Approximately 170 million people worldwide are chronically infected with hepatitis C virus (HCV), which is a leading cause of chronic liver disease. Current treatments are not optimal; however, several molecules that inhibit HCV replication are in development. However, resistance to individual antivirals is likely to develop, requiring therapy consisting of a combination of drugs targeting different stages of the viral life cycle. The entry of HCV into hepatocytes is a multistep process, involving at least four cellular receptors, leading to virion endocytosis and fusion of the viral and cellular membranes. Unlike the HCV replication process, these steps have not been thoroughly exploited as targets for antiviral intervention. Therefore, we screened a small molecule library for inhibitors of HCV entry and identified a compound, EI-1, that potently blocked genotype 1a and 1b HCV infection.

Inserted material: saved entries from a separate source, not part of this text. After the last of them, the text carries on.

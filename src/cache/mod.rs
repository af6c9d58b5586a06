//! File-backed fetch cache
//!
//! Every data source in this crate talks to its upstream through this module:
//! [`key`] derives a deterministic identifier from an operation's name and
//! arguments, [`store`] keeps one JSON file per entry generation under a
//! per-namespace directory, and [`memo::Memoized`] ties the two together as a
//! reusable "memoize to disk with a time-to-live" wrapper.
//!
//! The layer is intentionally simple: time-based expiry only, no size bound,
//! no locking. See the individual modules for the exact miss/cleanup rules.

pub mod key;
pub mod memo;
pub mod store;

pub use key::CacheKey;
pub use memo::Memoized;
pub use store::{FileCache, StoreError};
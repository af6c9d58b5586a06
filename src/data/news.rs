//! News headlines from RSS feeds
//!
//! Fetches each configured feed (the cached unit is the raw XML body) and
//! pulls headlines out of `<item>` blocks with a light-weight extraction;
//! the feeds used here are plain RSS 2.0 and a DOM pass would be overkill.
//! Headlines that look like clickbait or are too short to inform are dropped.

use regex::Regex;
use reqwest::Client;
use std::time::Duration;
use thiserror::Error;

use crate::cache::{FileCache, Memoized};

/// Validity window for a feed body. Headlines rotate on screen for a long
/// time, so the mirror refetches rarely.
const FEED_TTL: Duration = Duration::from_secs(60 * 60 * 60);

/// Headlines kept per feed
const DEFAULT_LIMIT: usize = 10;

/// Feeds shown when nothing is configured.
pub fn default_feeds() -> Vec<(String, String)> {
    vec![
        (
            "BBC News".to_string(),
            "https://feeds.bbci.co.uk/news/rss.xml".to_string(),
        ),
        (
            "WSJ World News".to_string(),
            "https://feeds.a.dj.com/rss/RSSWorldNews.xml".to_string(),
        ),
        (
            "Al Jazeera".to_string(),
            "https://www.aljazeera.com/xml/rss/all.xml".to_string(),
        ),
    ]
}

/// Errors that can occur when fetching a feed
#[derive(Debug, Error)]
pub enum NewsError {
    /// HTTP request failed
    #[error("HTTP request failed: {0}")]
    RequestFailed(#[from] reqwest::Error),
}

/// One headline from a feed
#[derive(Debug, Clone)]
pub struct NewsItem {
    /// Feed name the headline came from
    pub source: String,
    pub title: String,
    pub link: String,
}

/// Client for fetching news headlines
#[derive(Debug, Clone)]
pub struct NewsClient {
    http: Client,
    cache: Option<FileCache>,
}

impl NewsClient {
    pub fn new(cache: Option<FileCache>) -> Self {
        Self {
            http: Client::new(),
            cache,
        }
    }

    /// Fetches one feed and extracts up to `limit` informative headlines.
    pub async fn feed(
        &self,
        name: &str,
        url: &str,
        limit: usize,
    ) -> Result<Vec<NewsItem>, NewsError> {
        let body = self.fetch_body(url).await?;
        Ok(extract_headlines(&body, name, limit))
    }

    /// Fetches all configured feeds, skipping (and logging) the broken ones.
    pub async fn headlines(&self, feeds: &[(String, String)]) -> Vec<NewsItem> {
        let mut items = Vec::new();
        for (name, url) in feeds {
            match self.feed(name, url, DEFAULT_LIMIT).await {
                Ok(feed_items) => items.extend(feed_items),
                Err(e) => log::warn!("failed to fetch feed {name} ({url}): {e}"),
            }
        }
        items
    }

    /// Fetches the raw feed body (the cached operation, keyed on the URL).
    async fn fetch_body(&self, url: &str) -> Result<String, NewsError> {
        let op = Memoized::new(self.cache.clone(), "news.feed", FEED_TTL, |url: String| {
            let http = self.http.clone();
            async move {
                let body = http
                    .get(&url)
                    .timeout(Duration::from_secs(10))
                    .send()
                    .await?
                    .error_for_status()?
                    .text()
                    .await?;
                Ok::<_, NewsError>(body)
            }
        });
        op.call(url.to_string()).await
    }
}

/// Extracts headlines from an RSS body.
pub fn extract_headlines(body: &str, source: &str, limit: usize) -> Vec<NewsItem> {
    let item_re = Regex::new(r"(?is)<item[\s>](.*?)</item>").expect("static regex");
    let title_re =
        Regex::new(r"(?is)<title>\s*(?:<!\[CDATA\[(.*?)\]\]>|(.*?))\s*</title>").expect("static regex");
    let link_re =
        Regex::new(r"(?is)<link>\s*(?:<!\[CDATA\[(.*?)\]\]>|(.*?))\s*</link>").expect("static regex");

    item_re
        .captures_iter(body)
        .filter_map(|item| {
            let inner = item.get(1)?.as_str();
            let title = first_capture(&title_re, inner)?;
            if !is_informative(&title) {
                return None;
            }
            Some(NewsItem {
                source: source.to_string(),
                title,
                link: first_capture(&link_re, inner).unwrap_or_default(),
            })
        })
        .take(limit)
        .collect()
}

fn first_capture(re: &Regex, text: &str) -> Option<String> {
    let caps = re.captures(text)?;
    let value = caps
        .get(1)
        .or_else(|| caps.get(2))
        .map(|m| m.as_str().trim().to_string())?;
    if value.is_empty() {
        None
    } else {
        Some(value)
    }
}

/// Filters out clickbait and contentless headlines.
pub fn is_informative(title: &str) -> bool {
    let clean = title.trim().to_lowercase();
    if clean.split_whitespace().count() < 4 {
        return false;
    }
    const CLICKBAIT_PATTERNS: &[&str] = &[
        r"\bwhat happened\b",
        r"\byou won'?t believe\b",
        r"\bcould change\b",
        r"\bshocking\b",
        r"\bamazing\b",
        r"\bthis is why\b",
        r"\bnumber \d+\b",
    ];
    !CLICKBAIT_PATTERNS
        .iter()
        .any(|p| Regex::new(p).expect("static regex").is_match(&clean))
}
//! Televised sports fixtures scraped from wheresthematch.com
//!
//! The cached unit is the raw listing page per sport (six hour window), so
//! parser changes can be iterated on without re-hitting the site. Extraction
//! works on row text: a fixture line contains " v " or " vs ", the
//! competition trails after a run of whitespace, and kickoff looks like
//! "Fri 15th August 2025 08:10".

use chrono::{NaiveDate, Utc};
use regex::Regex;
use reqwest::Client;
use std::time::Duration;
use thiserror::Error;

use crate::cache::{FileCache, Memoized};

/// Validity window for a fixtures page
const FIXTURES_TTL: Duration = Duration::from_secs(6 * 60 * 60);

/// Days ahead included in the listing request
const FETCH_RANGE_DAYS: i64 = 31;

/// Browser-like user agent; the site serves trimmed pages to bots
const USER_AGENT: &str = "Mozilla/5.0 (X11; Linux x86_64) AppleWebKit/537.36 \
     (KHTML, like Gecko) Chrome/122.0 Safari/537.36";

/// Errors that can occur when fetching fixtures
#[derive(Debug, Error)]
pub enum SportsError {
    /// HTTP request failed
    #[error("HTTP request failed: {0}")]
    RequestFailed(#[from] reqwest::Error),
}

/// A sport to watch, with the team names that make a fixture interesting
#[derive(Debug, Clone)]
pub struct Sport {
    /// URL fragment, e.g. "rugby-union"
    pub slug: &'static str,
    /// Team name substrings, lower-case matched against home/away
    pub teams: &'static [&'static str],
    /// Friendly name for display
    pub display_name: &'static str,
}

/// The sports and teams shown on the mirror.
pub fn default_sports() -> Vec<Sport> {
    vec![
        Sport {
            slug: "rugby-union",
            teams: &["scotland", "ireland", "munster", "glasgow"],
            display_name: "Rugby",
        },
        Sport {
            slug: "cricket",
            teams: &["england"],
            display_name: "Cricket",
        },
        Sport {
            slug: "football",
            teams: &["everton"],
            display_name: "Football",
        },
    ]
}

/// One televised fixture involving a configured team
#[derive(Debug, Clone)]
pub struct Fixture {
    pub sport: String,
    pub home: String,
    pub away: String,
    pub date: Option<NaiveDate>,
    /// Kickoff time as shown in the listing, e.g. "08:10"
    pub time: String,
    pub competition: String,
    pub channel: String,
}

/// Client for fetching and parsing fixtures
#[derive(Debug, Clone)]
pub struct SportsClient {
    http: Client,
    cache: Option<FileCache>,
}

impl SportsClient {
    pub fn new(cache: Option<FileCache>) -> Self {
        Self {
            http: Client::new(),
            cache,
        }
    }

    /// Fetches the listing page for a sport and extracts matching fixtures.
    pub async fn fixtures(&self, sport: &Sport) -> Result<Vec<Fixture>, SportsError> {
        let html = self.fetch_page(sport.slug).await?;
        Ok(extract_fixtures(&html, sport))
    }

    /// Fetches the raw listing HTML for a sport slug (the cached operation).
    async fn fetch_page(&self, slug: &str) -> Result<String, SportsError> {
        let op = Memoized::new(
            self.cache.clone(),
            "sports.fixtures",
            FIXTURES_TTL,
            |slug: String| {
                let http = self.http.clone();
                async move {
                    let start = Utc::now().date_naive();
                    let end = start + chrono::Duration::days(FETCH_RANGE_DAYS);
                    let url = format!(
                        "https://www.wheresthematch.com/live-{slug}-on-tv/?showdatestart={}&showdateend={}",
                        start.format("%Y%m%d"),
                        end.format("%Y%m%d"),
                    );
                    log::debug!("fetching fixtures page {url}");
                    let body = http
                        .get(&url)
                        .header(reqwest::header::USER_AGENT, USER_AGENT)
                        .timeout(Duration::from_secs(20))
                        .send()
                        .await?
                        .error_for_status()?
                        .text()
                        .await?;
                    Ok::<_, SportsError>(body)
                }
            },
        );
        op.call(slug.to_string()).await
    }
}

/// Extracts fixtures for a sport from the cached listing HTML.
pub fn extract_fixtures(html: &str, sport: &Sport) -> Vec<Fixture> {
    if html.trim().is_empty() {
        return Vec::new();
    }

    let row_re = Regex::new(r"(?is)<tr[^>]*>(.*?)</tr>").expect("static regex");
    let tag_re = Regex::new(r"<[^>]*>").expect("static regex");
    let channel_re = Regex::new(
        r#"(?is)class="channel-details".*?<img[^>]*?(?:title|alt)="([^"]*)""#,
    )
    .expect("static regex");

    let mut fixtures = Vec::new();
    for row in row_re.captures_iter(html) {
        let raw_row = &row[1];
        // Each dropped tag leaves a space, so text separated by markup keeps
        // the multi-space gaps the competition split relies on.
        let text = tag_re.replace_all(raw_row, " ");
        let text = text.trim();
        if !text.contains(" v ") && !text.contains(" vs ") {
            continue;
        }

        let Some((home, away)) = extract_teams(text) else {
            continue;
        };
        if !is_team_match(&home, &away, sport.teams) {
            continue;
        }

        let (date, time) = parse_date_time(text);
        let channel = channel_re
            .captures(raw_row)
            .map(|c| c[1].trim_end_matches(" logo").to_string())
            .unwrap_or_default();

        fixtures.push(Fixture {
            sport: sport.display_name.to_string(),
            home,
            away,
            date,
            time,
            competition: extract_competition(text),
            channel,
        });
    }
    fixtures
}

/// Splits a fixture line into home and away team names.
fn extract_teams(line: &str) -> Option<(String, String)> {
    let (home, rest) = if let Some(idx) = line.find(" v ") {
        (&line[..idx], &line[idx + 3..])
    } else if let Some(idx) = line.find(" vs ") {
        (&line[..idx], &line[idx + 4..])
    } else {
        return None;
    };

    // The away team ends at the first multi-space gap; what follows is
    // competition/channel noise.
    let away = split_on_gap(rest).0.trim();
    let home = home.trim();
    // Home names sit at the end of the leading cell text.
    let home = split_on_gap_last(home).trim();
    if home.is_empty() || away.is_empty() {
        return None;
    }
    Some((home.to_string(), away.to_string()))
}

fn is_team_match(home: &str, away: &str, teams: &[&str]) -> bool {
    let home = home.to_lowercase();
    let away = away.to_lowercase();
    teams.iter().any(|t| home == *t || away == *t)
}

/// Everything after the last multi-space gap, minus site boilerplate.
fn extract_competition(line: &str) -> String {
    let parts: Vec<&str> = split_all_on_gaps(line);
    if parts.len() < 2 {
        return String::new();
    }
    let competition = parts[parts.len() - 1].trim();
    let lowered = competition.to_lowercase();
    if matches!(
        lowered.as_str(),
        "log in to view" | "login to view" | "sign in to view"
    ) {
        return String::new();
    }
    competition
        .trim_end_matches(" Hide non-televised fixtures")
        .to_string()
}

/// Parses strings like "Fri 15th August 2025 08:10" into a date and a
/// kickoff time. Either half may be missing.
pub fn parse_date_time(text: &str) -> (Option<NaiveDate>, String) {
    let time_re = Regex::new(r"\b(\d{1,2}:\d{2})\b").expect("static regex");
    let time = time_re
        .captures(text)
        .map(|c| c[1].to_string())
        .unwrap_or_default();

    let date_re = Regex::new(
        r"(?i)\b(\d{1,2})(?:st|nd|rd|th)?\s+(january|february|march|april|may|june|july|august|september|october|november|december)\s+(\d{4})\b",
    )
    .expect("static regex");

    let date = date_re.captures(text).and_then(|c| {
        let day: u32 = c[1].parse().ok()?;
        let month = month_number(&c[2].to_lowercase())?;
        let year: i32 = c[3].parse().ok()?;
        NaiveDate::from_ymd_opt(year, month, day)
    });

    (date, time)
}

fn month_number(name: &str) -> Option<u32> {
    let n = match name {
        "january" => 1,
        "february" => 2,
        "march" => 3,
        "april" => 4,
        "may" => 5,
        "june" => 6,
        "july" => 7,
        "august" => 8,
        "september" => 9,
        "october" => 10,
        "november" => 11,
        "december" => 12,
        _ => return None,
    };
    Some(n)
}

fn split_on_gap(s: &str) -> (&str, &str) {
    let gap_re = Regex::new(r"\s{2,}").expect("static regex");
    match gap_re.find(s) {
        Some(m) => (&s[..m.start()], &s[m.end()..]),
        None => (s, ""),
    }
}

fn split_on_gap_last(s: &str) -> &str {
    split_all_on_gaps(s).last().copied().unwrap_or(s)
}

fn split_all_on_gaps(s: &str) -> Vec<&str> {
    let gap_re = Regex::new(r"\s{2,}").expect("static regex");
    gap_re.split(s).filter(|p| !p.trim().is_empty()).collect()
}

/// Sort helper: undated fixtures sink to the end.
pub fn sort_fixtures(fixtures: &mut [Fixture]) {
    fixtures.sort_by_key(|f| (f.date.is_none(), f.date, f.time.clone()));
}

Importantly, EI-1 also prevented direct cell-to-cell spread of HCV, a potentially significant route of transmission in infected livers. In addition, our studies suggest that EI-1 susceptibility is mediated by the viral E2 envelope glycoprotein, as resistance in E2 can overcome inhibition. The antiviral activity of EI-1 is potentiated by combinations with other HCV inhibitors, demonstrating the value of entry inhibitors in potential combination antiviral regimens.